Who was the knight on the Round Table that only ate meat?
Sir Loin.
I went to the local butcher's and asked him what happened to his Saturday boy. The butcher replies, "I had to fire him, I found him with his dick in the meat slicer!"
"What did you do with the meat slicer?" I asked.
The butcher says, "I had to fire her too!"
Alternative punchline:
"I had to call social services, she was only 14."
Hi! Welcome to Papa John's abortion clinic, where yesterday's meat is today's treat. How may I be of service?
What do tofu and a dildo have in common?
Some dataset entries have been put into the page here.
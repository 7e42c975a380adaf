use std::path::{Path, PathBuf};
use anyhow::{anyhow, bail, Context, Result};
use log::{debug, info, warn};
use walkdir::WalkDir;
use mappings_chain::patch::ClassPatch;
use mappings_chain::table::MappingTable;
use crate::config::Config;
use crate::download::{self, Downloader};

/// Maps the client/server marker annotations of forge onto a common name.
pub(crate) fn forge_dist_markers() -> ClassPatch {
	ClassPatch::new()
		.with("O_O", "net/minecraftforge/api/distmarker/OnlyIn")
		.with("o_o", "net/minecraftforge/api/distmarker/Dist")
}

/// Maps the client/server marker annotations of fabric onto a common name.
pub(crate) fn fabric_env_markers() -> ClassPatch {
	ClassPatch::new()
		.with("O_O", "net/fabricmc/api/Environment")
		.with("o_o", "net/fabricmc/api/EnvType")
}

/// Both tables read, and the composed one.
#[derive(Debug)]
pub(crate) struct Composed {
	pub(crate) mcp: MappingTable,
	pub(crate) yarn: MappingTable,
	/// From the source namespace to the target namespace of the [`Config`].
	pub(crate) mappings: MappingTable,
}

impl Composed {
	pub(crate) fn write_debug(&self, cache: &Path) -> Result<()> {
		mappings_chain::debug::write_dir(&self.mappings, cache.join("chained_mapping"))?;
		mappings_chain::debug::write_dir(&self.mcp, cache.join("mcp"))?;
		mappings_chain::debug::write_dir(&self.yarn, cache.join("yarn"))?;
		Ok(())
	}
}

/// Reads the mcp mappings, going from obfuscated names to mcp names.
async fn read_mcp(config: &Config, downloader: &Downloader) -> Result<MappingTable> {
	let csv = downloader.download(&download::mcp_csv_url(config)).await?;
	let tsrg = downloader.download(&download::tsrg_url(config)).await?;

	let field_names = mappings_chain::overlay::read(download::extract(&csv, "fields.csv")?.as_slice())
		.context("failed to read fields.csv")?;
	let method_names = mappings_chain::overlay::read(download::extract(&csv, "methods.csv")?.as_slice())
		.context("failed to read methods.csv")?;

	mappings_chain::tsrg::read_file(&tsrg, &field_names, &method_names)
}

/// Reads the yarn mappings, going from obfuscated names to yarn names.
async fn read_yarn(config: &Config, downloader: &Downloader) -> Result<MappingTable> {
	let jar = downloader.download(&download::yarn_url(config)).await?;

	mappings_chain::tiny::read(download::extract(&jar, "mappings/mappings.tiny")?.as_slice(), "official", "named")
		.with_context(|| anyhow!("failed to read mappings/mappings.tiny of {jar:?}"))
}

pub(crate) async fn compose(config: &Config, downloader: &Downloader) -> Result<Composed> {
	let mut mcp = read_mcp(config, downloader).await?;
	let mut yarn = read_yarn(config, downloader).await?;

	info!("read {} mcp classes and {} yarn classes", mcp.classes.len(), yarn.classes.len());

	if config.remap_client_server_marker {
		mcp = forge_dist_markers().apply(mcp);
		yarn = fabric_env_markers().apply(yarn);
	}

	let mappings = compose_tables(&mcp, &yarn, config.mcp_to_yarn);

	check_class_count(&mappings, config.minimum_class_count);

	Ok(Composed { mcp, yarn, mappings })
}

/// Chains `obfuscated -> mcp` and `obfuscated -> yarn` into `mcp -> yarn`, or `yarn -> mcp`.
///
/// Only names present in both tables survive.
pub(crate) fn compose_tables(mcp: &MappingTable, yarn: &MappingTable, mcp_to_yarn: bool) -> MappingTable {
	let mcp_to_yarn_mappings = mcp.invert().chain(yarn, false);

	if mcp_to_yarn {
		mcp_to_yarn_mappings
	} else {
		mcp_to_yarn_mappings.invert()
	}
}

/// Returns `false` and warns if there are fewer classes than expected.
pub(crate) fn check_class_count(mappings: &MappingTable, minimum: usize) -> bool {
	let count = mappings.classes.len();
	if count < minimum {
		warn!("only {count} classes were mapped, expected at least {minimum}. \
			Maybe the mappings were downloaded incompletely, try to delete the cache.");
		false
	} else {
		true
	}
}

/// Checks that the classpath and the source root exist, and gives back the source files.
pub(crate) fn check_sources(source_root: &Path, classpath: &[PathBuf]) -> Result<Vec<PathBuf>> {
	for entry in classpath {
		if !entry.exists() {
			bail!("classpath entry {entry:?} doesn't exist");
		}
	}

	if !source_root.is_dir() {
		bail!("source root {source_root:?} is not a directory");
	}

	let mut files = Vec::new();
	for entry in WalkDir::new(source_root) {
		let entry = entry.with_context(|| anyhow!("failed to walk {source_root:?}"))?;

		if entry.file_type().is_file() && entry.path().extension().is_some_and(|extension| extension == "java") {
			files.push(entry.into_path());
		}
	}

	debug!("found {} source files in {source_root:?}", files.len());

	Ok(files)
}
//! Crate for reading symbol mappings in several formats, and for inverting and chaining them.
//!
//! All formats read into a [`MappingTable`][table::MappingTable], which maps class, field and method names from one
//! namespace to another. The readers are:
//! - [`tsrg`], for `.tsrg` files, using the id to name tables read by [`overlay`],
//! - [`tiny`], for the tab separated tiny (v1) files.
//!
//! Tables can be inverted and chained using [`MappingTable::invert`][table::MappingTable::invert] and
//! [`MappingTable::chain`][table::MappingTable::chain], and written for inspection with [`debug`].
//!
//! The [`remapper`] module then answers what name a symbol in source code gets.

mod lines;

pub mod descriptor;
pub mod table;

pub mod overlay;
pub mod tsrg;
pub mod tiny;

pub mod debug;
pub mod patch;
pub mod remapper;
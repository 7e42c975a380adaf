//! Fixed class entries added to a table before it's chained with another one.
//!
//! Both sides of a chain get a patch with the same source names, so that these classes are chained onto each other
//! even though neither of the source tables knows them.

use log::debug;
use crate::table::MappingTable;

#[derive(Debug, Clone, Default, PartialEq, Eq)]
pub struct ClassPatch {
	entries: Vec<(String, String)>,
}

impl ClassPatch {
	pub fn new() -> ClassPatch {
		ClassPatch::default()
	}

	pub fn with(mut self, src: impl Into<String>, dst: impl Into<String>) -> ClassPatch {
		self.entries.push((src.into(), dst.into()));
		self
	}

	pub fn entries(&self) -> &[(String, String)] {
		&self.entries
	}

	/// Gives back the table with the entries of this patch added, overriding existing class entries.
	pub fn apply(&self, mut mappings: MappingTable) -> MappingTable {
		for (src, dst) in &self.entries {
			if let Some(old) = mappings.classes.insert(src.clone(), dst.clone()) {
				debug!("class patch replaced {src:?} -> {old:?} with {dst:?}");
			}
		}
		mappings
	}
}
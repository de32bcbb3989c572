//! chissl inspect - Traffic inspector and dashboard refresh for chissl
//!
//! The library holds the inspector core (live stream, recent history,
//! sessions), the refresh scheduler and the capture service client. The
//! `chissl-inspect` binary wires them to the terminal.

pub mod api;
pub mod config;
pub mod error;
pub mod inspector;
pub mod scheduler;
pub mod stats;
pub mod terminal;

pub use api::{CaptureApi, CaptureSource};
pub use error::{InspectError, Result};
pub use scheduler::RefreshScheduler;
//! Dashboard stats, refreshed until Ctrl+C

use super::shutdown_signal;
use anyhow::Result;
use chissl_inspect::api::CaptureApi;
use chissl_inspect::scheduler::RefreshScheduler;
use chissl_inspect::stats::{start_dashboard_stats, stop_dashboard_stats};
use chissl_inspect::terminal::StatsLine;
use console::style;
use std::sync::Arc;
use std::time::Duration;

pub async fn run(api: CaptureApi, interval: Duration) -> Result<()> {
    cliclack::intro(style(" chissl stats ").on_cyan().black().to_string())?;
    cliclack::log::info(format!(
        "Refreshing {} every {}s, Ctrl+C to stop",
        style(api.base_url()).cyan(),
        interval.as_secs()
    ))?;

    let scheduler = RefreshScheduler::new();
    start_dashboard_stats(&scheduler, api, Arc::new(StatsLine), interval);

    shutdown_signal().await;

    stop_dashboard_stats(&scheduler);
    cliclack::outro("Stopped")?;
    Ok(())
}
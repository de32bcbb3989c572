//! Owner of the inspector's view containers
//!
//! Only one session may write into a view at a time. Opening a new
//! entity fully closes the previous occupant before the new session binds.

use super::session::InspectorSession;
use super::view::InspectorView;
use crate::api::CaptureSource;
use crate::scheduler::RefreshScheduler;
use chissl_common::EntityRef;
use std::sync::Arc;

pub struct InspectorHost {
    source: Arc<dyn CaptureSource>,
    view: Arc<dyn InspectorView>,
    scheduler: RefreshScheduler,
    live_capacity: usize,
    session: Option<InspectorSession>,
}

impl InspectorHost {
    pub fn new(
        source: Arc<dyn CaptureSource>,
        view: Arc<dyn InspectorView>,
        scheduler: RefreshScheduler,
        live_capacity: usize,
    ) -> Self {
        Self {
            source,
            view,
            scheduler,
            live_capacity,
            session: None,
        }
    }

    /// Open an inspector for `entity`, closing the current one first
    pub async fn open(&mut self, entity: EntityRef) -> &mut InspectorSession {
        self.close().await;

        let session = InspectorSession::open(
            entity,
            self.source.clone(),
            self.view.clone(),
            self.scheduler.clone(),
            self.live_capacity,
        )
        .await;
        self.session.insert(session)
    }

    /// Close the current session, if any
    pub async fn close(&mut self) {
        if let Some(previous) = self.session.take() {
            previous.close().await;
        }
    }

    pub fn session(&self) -> Option<&InspectorSession> {
        self.session.as_ref()
    }

    pub fn session_mut(&mut self) -> Option<&mut InspectorSession> {
        self.session.as_mut()
    }

    pub fn scheduler(&self) -> &RefreshScheduler {
        &self.scheduler
    }
}
//! Traffic inspector: live stream, recent history and the session tying
//! them to a host view

mod buffer;
mod history;
mod host;
pub mod render;
mod session;
mod sse;
mod stream;
mod view;

#[cfg(test)]
pub(crate) mod testing;

pub use buffer::{LiveBuffer, LiveEntry, DEFAULT_LIVE_CAPACITY};
pub use history::{HistoryLoader, HistoryQuery};
pub use host::InspectorHost;
pub use render::RenderMode;
pub use session::InspectorSession;
pub use sse::{SseDecoder, SseMessage};
pub use stream::{ConnectionState, StreamClient};
pub use view::{InspectorView, ViewMode};
//! List capture connections recorded for a tunnel

use anyhow::{Context, Result};
use chissl_inspect::api::CaptureApi;
use console::style;

pub async fn run(api: CaptureApi, tunnel_id: &str) -> Result<()> {
    let connections = api
        .list_connections(tunnel_id)
        .await
        .with_context(|| format!("Failed to list connections for tunnel {}", tunnel_id))?;

    if connections.is_empty() {
        println!("No captured connections for tunnel {}.", tunnel_id);
        return Ok(());
    }

    println!("{}", style(format!("CONNECTIONS ({})", connections.len())).dim());
    for connection in connections {
        println!("  {}", connection);
    }
    Ok(())
}
//! HTTP client for the capture service and dashboard endpoints
//!
//! `CaptureSource` is the seam the stream client and history loader talk to;
//! `CaptureApi` is the reqwest-backed implementation used by the binary.

use crate::error::{InspectError, Result};
use bytes::Bytes;
use chissl_common::{constants, ConnectionList, EntityKind, EntityRef, FilterKind, TrafficEvent};
use futures_util::future::BoxFuture;
use futures_util::stream::BoxStream;
use futures_util::StreamExt;
use reqwest::{header, Client, RequestBuilder};
use serde::de::DeserializeOwned;
use std::time::Duration;

/// Raw bytes of a push stream, chunked however the transport delivers them
pub type ByteStream = BoxStream<'static, Result<Bytes>>;

/// Source of captured traffic for one capture service
pub trait CaptureSource: Send + Sync + 'static {
    /// Open the live push stream for an entity
    fn open_stream(&self, entity: &EntityRef) -> BoxFuture<'static, Result<ByteStream>>;

    /// Fetch the most recent events for an entity
    fn fetch_recent(
        &self,
        entity: &EntityRef,
        filter: FilterKind,
    ) -> BoxFuture<'static, Result<Vec<TrafficEvent>>>;
}

/// Client for a capture service reachable over HTTP
#[derive(Clone)]
pub struct CaptureApi {
    base_url: String,
    client: Client,
    stream_client: Client,
    auth: Option<(String, String)>,
}

impl CaptureApi {
    /// Create a new client. `auth` uses the `user:password` format.
    pub fn new(server_url: &str, auth: Option<&str>, timeout: Duration) -> Result<Self> {
        let client = Client::builder()
            .timeout(timeout)
            .build()
            .map_err(|e| InspectError::Fetch(format!("failed to build HTTP client: {}", e)))?;

        // Streams stay open indefinitely, so only the connect phase is bounded
        let stream_client = Client::builder()
            .connect_timeout(timeout)
            .build()
            .map_err(|e| InspectError::Fetch(format!("failed to build HTTP client: {}", e)))?;

        let auth = auth.map(|a| match a.split_once(':') {
            Some((user, pass)) => (user.to_string(), pass.to_string()),
            None => (a.to_string(), String::new()),
        });

        Ok(Self {
            base_url: server_url.trim_end_matches('/').to_string(),
            client,
            stream_client,
            auth,
        })
    }

    /// Get the base URL
    pub fn base_url(&self) -> &str {
        &self.base_url
    }

    fn authorized(&self, builder: RequestBuilder) -> RequestBuilder {
        match &self.auth {
            Some((user, pass)) => builder.basic_auth(user, Some(pass)),
            None => builder,
        }
    }

    fn url(&self, path: &str) -> String {
        format!("{}{}", self.base_url, path)
    }

    /// GET a JSON document from the server
    pub async fn get_json<T: DeserializeOwned>(&self, path: &str) -> Result<T> {
        let response = self
            .authorized(self.client.get(self.url(path)))
            .send()
            .await
            .map_err(|e| InspectError::Fetch(e.to_string()))?;

        if !response.status().is_success() {
            return Err(InspectError::Status(response.status().as_u16()));
        }

        let text = response
            .text()
            .await
            .map_err(|e| InspectError::Fetch(e.to_string()))?;

        Ok(serde_json::from_str(&text)?)
    }

    /// List persisted capture connections for a tunnel
    pub async fn list_connections(&self, tunnel_id: &str) -> Result<Vec<String>> {
        let entity = EntityRef::new(EntityKind::Tunnel, tunnel_id);
        let path = format!(
            "{}/{}",
            entity.capture_path(),
            constants::CONNECTIONS_SUFFIX
        );
        let list: ConnectionList = self.get_json(&path).await?;
        Ok(list.connections)
    }
}

impl CaptureSource for CaptureApi {
    fn open_stream(&self, entity: &EntityRef) -> BoxFuture<'static, Result<ByteStream>> {
        let url = self.url(&format!(
            "{}/{}",
            entity.capture_path(),
            constants::STREAM_SUFFIX
        ));
        let request = self
            .authorized(self.stream_client.get(&url))
            .header(header::ACCEPT, "text/event-stream")
            .header(header::CACHE_CONTROL, "no-cache");

        Box::pin(async move {
            tracing::debug!("Opening capture stream {}", url);

            let response = request
                .send()
                .await
                .map_err(|e| InspectError::Connection(e.to_string()))?;

            if !response.status().is_success() {
                return Err(InspectError::Connection(format!(
                    "stream refused with HTTP {}",
                    response.status()
                )));
            }

            let stream = response
                .bytes_stream()
                .map(|chunk| chunk.map_err(|e| InspectError::Connection(e.to_string())));

            Ok(stream.boxed())
        })
    }

    fn fetch_recent(
        &self,
        entity: &EntityRef,
        filter: FilterKind,
    ) -> BoxFuture<'static, Result<Vec<TrafficEvent>>> {
        let url = self.url(&format!(
            "{}/{}",
            entity.capture_path(),
            constants::RECENT_SUFFIX
        ));
        let mut request = self.authorized(self.client.get(&url));
        if let Some(kind) = filter.query_value() {
            request = request.query(&[("type", kind)]);
        }

        Box::pin(async move {
            let response = request
                .send()
                .await
                .map_err(|e| InspectError::Fetch(e.to_string()))?;

            if !response.status().is_success() {
                return Err(InspectError::Status(response.status().as_u16()));
            }

            let text = response
                .text()
                .await
                .map_err(|e| InspectError::Fetch(e.to_string()))?;

            // An empty ring is encoded as `null` by some capture builds
            let events: Option<Vec<TrafficEvent>> = serde_json::from_str(&text)?;
            Ok(events.unwrap_or_default())
        })
    }
}

#[cfg(test)]
mod tests {
    use super::*;

    #[test]
    fn test_base_url_is_normalized() {
        let api = CaptureApi::new("http://127.0.0.1:8080/", None, Duration::from_secs(1)).unwrap();
        assert_eq!(api.base_url(), "http://127.0.0.1:8080");
        assert_eq!(api.url("/api/system"), "http://127.0.0.1:8080/api/system");
    }

    #[test]
    fn test_auth_split() {
        let api = CaptureApi::new("http://x", Some("admin:s3:cret"), Duration::from_secs(1)).unwrap();
        assert_eq!(
            api.auth,
            Some(("admin".to_string(), "s3:cret".to_string()))
        );
    }
}
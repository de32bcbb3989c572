//! Bounded buffer of live traffic entries

use chissl_common::TrafficEvent;
use chrono::{DateTime, Utc};
use std::collections::VecDeque;

/// Default number of live entries to retain
pub const DEFAULT_LIVE_CAPACITY: usize = 500;

/// A live event together with its rendered text
#[derive(Debug, Clone, PartialEq)]
pub struct LiveEntry {
    pub received_at: DateTime<Utc>,
    pub event: TrafficEvent,
    pub rendered: String,
}

/// Ring of the most recent live entries, oldest evicted first
#[derive(Debug)]
pub struct LiveBuffer {
    entries: VecDeque<LiveEntry>,
    capacity: usize,
    evicted: u64,
}

impl LiveBuffer {
    pub fn new(capacity: usize) -> Self {
        let capacity = capacity.max(1);
        Self {
            entries: VecDeque::with_capacity(capacity),
            capacity,
            evicted: 0,
        }
    }

    /// Append an entry, evicting the oldest if at capacity
    pub fn push(&mut self, entry: LiveEntry) {
        if self.entries.len() >= self.capacity {
            self.entries.pop_front();
            self.evicted += 1;
        }
        self.entries.push_back(entry);
    }

    pub fn clear(&mut self) {
        self.entries.clear();
    }

    pub fn len(&self) -> usize {
        self.entries.len()
    }

    pub fn is_empty(&self) -> bool {
        self.entries.is_empty()
    }

    pub fn capacity(&self) -> usize {
        self.capacity
    }

    /// Total entries dropped to stay within capacity
    pub fn evicted(&self) -> u64 {
        self.evicted
    }

    pub fn iter(&self) -> impl Iterator<Item = &LiveEntry> {
        self.entries.iter()
    }

    /// Copy of the retained entries, oldest first
    pub fn snapshot(&self) -> Vec<LiveEntry> {
        self.entries.iter().cloned().collect()
    }
}

impl Default for LiveBuffer {
    fn default() -> Self {
        Self::new(DEFAULT_LIVE_CAPACITY)
    }
}
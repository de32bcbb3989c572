//! One-shot fetch of recent traffic

use anyhow::{Context, Result};
use chissl_common::{EntityRef, FilterKind};
use chissl_inspect::api::CaptureApi;
use chissl_inspect::inspector::{HistoryLoader, HistoryQuery, RenderMode, ViewMode};
use chissl_inspect::terminal::TerminalView;
use std::sync::Arc;

pub async fn run(
    api: CaptureApi,
    entity: EntityRef,
    filter: FilterKind,
    mode: RenderMode,
) -> Result<()> {
    // The error is reported once, by main
    let view = Arc::new(TerminalView::one_shot(ViewMode::Recent));
    let loader = HistoryLoader::new(Arc::new(api), view);
    loader.set_render_mode(mode);

    let events = loader
        .load_recent(HistoryQuery::new(entity.clone(), filter))
        .await
        .with_context(|| format!("Failed to load recent traffic for {}", entity))?;

    tracing::info!("{} events for {}", events.len(), entity);
    Ok(())
}
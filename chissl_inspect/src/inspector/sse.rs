//! Incremental Server-Sent Events decoder
//!
//! Bytes arrive in arbitrary chunks; complete events come out once their
//! terminating blank line has been seen.

/// A dispatched SSE event
#[derive(Debug, Clone, PartialEq, Eq)]
pub struct SseMessage {
    pub event: Option<String>,
    pub id: Option<String>,
    pub data: String,
}

#[derive(Debug, Default)]
pub struct SseDecoder {
    line: Vec<u8>,
    data: Vec<String>,
    event: Option<String>,
    last_id: Option<String>,
    skip_lf: bool,
}

impl SseDecoder {
    pub fn new() -> Self {
        Self::default()
    }

    /// Feed a chunk and collect every event it completes
    pub fn feed(&mut self, chunk: &[u8]) -> Vec<SseMessage> {
        let mut out = Vec::new();
        for &byte in chunk {
            if self.skip_lf {
                self.skip_lf = false;
                if byte == b'\n' {
                    continue;
                }
            }
            match byte {
                b'\n' => self.end_line(&mut out),
                b'\r' => {
                    self.end_line(&mut out);
                    self.skip_lf = true;
                }
                _ => self.line.push(byte),
            }
        }
        out
    }

    fn end_line(&mut self, out: &mut Vec<SseMessage>) {
        let line = String::from_utf8_lossy(&self.line).into_owned();
        self.line.clear();

        if line.is_empty() {
            self.dispatch(out);
            return;
        }

        // Comment, used by the capture service for heartbeats
        if line.starts_with(':') {
            return;
        }

        let (field, value) = match line.split_once(':') {
            Some((field, value)) => (field, value.strip_prefix(' ').unwrap_or(value)),
            None => (line.as_str(), ""),
        };

        match field {
            "data" => self.data.push(value.to_string()),
            "event" => self.event = Some(value.to_string()),
            "id" if !value.contains('\0') => self.last_id = Some(value.to_string()),
            _ => {}
        }
    }

    fn dispatch(&mut self, out: &mut Vec<SseMessage>) {
        let event = self.event.take();
        if self.data.is_empty() {
            return;
        }
        let data = self.data.join("\n");
        self.data.clear();
        out.push(SseMessage {
            event,
            id: self.last_id.clone(),
            data,
        });
    }
}

#[cfg(test)]
mod tests {
    use super::*;

    #[test]
    fn test_single_event() {
        let mut decoder = SseDecoder::new();
        let events = decoder.feed(b"data: {\"type\":\"request\"}\n\n");
        assert_eq!(events.len(), 1);
        assert_eq!(events[0].data, "{\"type\":\"request\"}");
        assert_eq!(events[0].event, None);
    }

    #[test]
    fn test_event_split_across_chunks() {
        let mut decoder = SseDecoder::new();
        assert!(decoder.feed(b"da").is_empty());
        assert!(decoder.feed(b"ta: hel").is_empty());
        assert!(decoder.feed(b"lo\r").is_empty());
        let events = decoder.feed(b"\n\r\n");
        assert_eq!(events.len(), 1);
        assert_eq!(events[0].data, "hello");
    }

    #[test]
    fn test_comments_and_empty_events_are_skipped() {
        let mut decoder = SseDecoder::new();
        let events = decoder.feed(b": heartbeat\n\n: ping\n\nevent: noop\n\ndata: x\n\n");
        assert_eq!(events.len(), 1);
        assert_eq!(events[0].data, "x");
        assert_eq!(events[0].event, None);
    }

    #[test]
    fn test_multiline_data_and_fields() {
        let mut decoder = SseDecoder::new();
        let events = decoder.feed(b"event: traffic\nid: 7\ndata: line1\ndata:line2\nretry: 10\n\n");
        assert_eq!(events.len(), 1);
        assert_eq!(events[0].data, "line1\nline2");
        assert_eq!(events[0].event.as_deref(), Some("traffic"));
        assert_eq!(events[0].id.as_deref(), Some("7"));

        // The id carries over to later events that do not set one
        let events = decoder.feed(b"data: next\n\n");
        assert_eq!(events[0].id.as_deref(), Some("7"));
    }

    #[test]
    fn test_incomplete_event_is_held_back() {
        let mut decoder = SseDecoder::new();
        let events = decoder.feed(b"data: one\n\ndata: two\n");
        assert_eq!(events.len(), 1);
        assert_eq!(events[0].data, "one");

        let events = decoder.feed(b"\n");
        assert_eq!(events.len(), 1);
        assert_eq!(events[0].data, "two");
    }
}
impl StreamClient {
    pub fn new(
        source: Arc<dyn CaptureSource>,
        view: Arc<dyn InspectorView>,
        capacity: usize,
    ) -> Self {
        Self {
            source,
            view,
            shared: Arc::new(Mutex::new(LiveShared {
                generation: 0,
                state: ConnectionState::Idle,
                buffer: LiveBuffer::new(capacity),
                entity: None,
                last_error: None,
                last_event_id: None,
                dropped: 0,
            })),
            task: None,
        }
    }

    /// Open the live stream for `entity`, closing any connection first
    pub async fn start_live(&mut self, entity: EntityRef) {
        if self.task.is_some() {
            tracing::debug!(entity = %entity, "Closing previous live stream before reconnecting");
            self.close_connection().await;
        }

        let generation = {
            let mut shared = lock(&self.shared);
            shared.generation += 1;
            shared.state = ConnectionState::Connecting;
            shared.buffer.clear();
            shared.entity = Some(entity.clone());
            shared.last_error = None;
            shared.last_event_id = None;
            self.view.live_cleared();
            self.view.live_status(ConnectionState::Connecting, None);
            shared.generation
        };

        let connect = self.source.open_stream(&entity);
        let task = StreamTask {
            shared: self.shared.clone(),
            view: self.view.clone(),
            generation,
            entity,
        };
        self.task = Some(tokio::spawn(task.run(connect)));
    }

    /// Close the live stream and reset to `Idle`
    pub async fn stop_live(&mut self) {
        self.close_connection().await;

        let mut shared = lock(&self.shared);
        if let Some(entity) = shared.entity.take() {
            tracing::debug!(entity = %entity, "Live stream stopped");
        }
        shared.state = ConnectionState::Idle;
        self.view.live_status(ConnectionState::Idle, Some("Stopped"));
    }

    /// Empty the live buffer without touching the connection
    pub fn clear_live(&self) {
        let mut shared = lock(&self.shared);
        shared.buffer.clear();
        self.view.live_cleared();
    }

    pub fn state(&self) -> ConnectionState {
        lock(&self.shared).state
    }

    /// Entity the current connection is bound to
    pub fn entity(&self) -> Option<EntityRef> {
        lock(&self.shared).entity.clone()
    }

    /// Retained live entries, oldest first
    pub fn entries(&self) -> Vec<LiveEntry> {
        lock(&self.shared).buffer.snapshot()
    }

    /// Message of the last connection failure
    pub fn last_error(&self) -> Option<String> {
        lock(&self.shared).last_error.clone()
    }

    /// Id of the last event the server tagged with one
    pub fn last_event_id(&self) -> Option<String> {
        lock(&self.shared).last_event_id.clone()
    }

    /// Number of inbound events dropped because they failed to parse
    pub fn dropped_events(&self) -> u64 {
        lock(&self.shared).dropped
    }

    /// Supersede the running task and wait for its transport to be released
    async fn close_connection(&mut self) {
        lock(&self.shared).generation += 1;
        if let Some(task) = self.task.take() {
            task.abort();
            let _ = task.await;
        }
    }
}

impl Drop for StreamClient {
    fn drop(&mut self) {
        lock(&self.shared).generation += 1;
        if let Some(task) = self.task.take() {
            task.abort();
        }
    }
}

/// Body of the spawned stream task
struct StreamTask {
    shared: Shared,
    view: Arc<dyn InspectorView>,
    generation: u64,
    entity: EntityRef,
}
They're both meat substitutes.
What is a cow that's good at math good for?
Meat pie.
Why do vegans like to make their food look and taste like meat?
Same reason lesbians use strap-ons. They still like putting meat in their hole, but they don’t like where real meat comes from.
Why do vegans use blowjobs?
Because they can’t take real meat.
What's the difference between roast beef and pea soup?
It's easy to roast beef.
What is the difference between a gay person and a refrigerator?
The refrigerator doesn’t start moaning and groaning when you try to put the meat in.
Why is it okay to stab meat, but I can't stab myself? These woke lefties, BLM, Antifa, feminists, eco-warriors, pro-vaccine libtards are stopping your freedom and right to stab yourself!
what do you call a cow with no legs
groundbeaf
Why do boys feel safer at Ronald McDonald's House than Neverland Ranch?
Ronald McDonald's doesn't put his meat between boys' buns.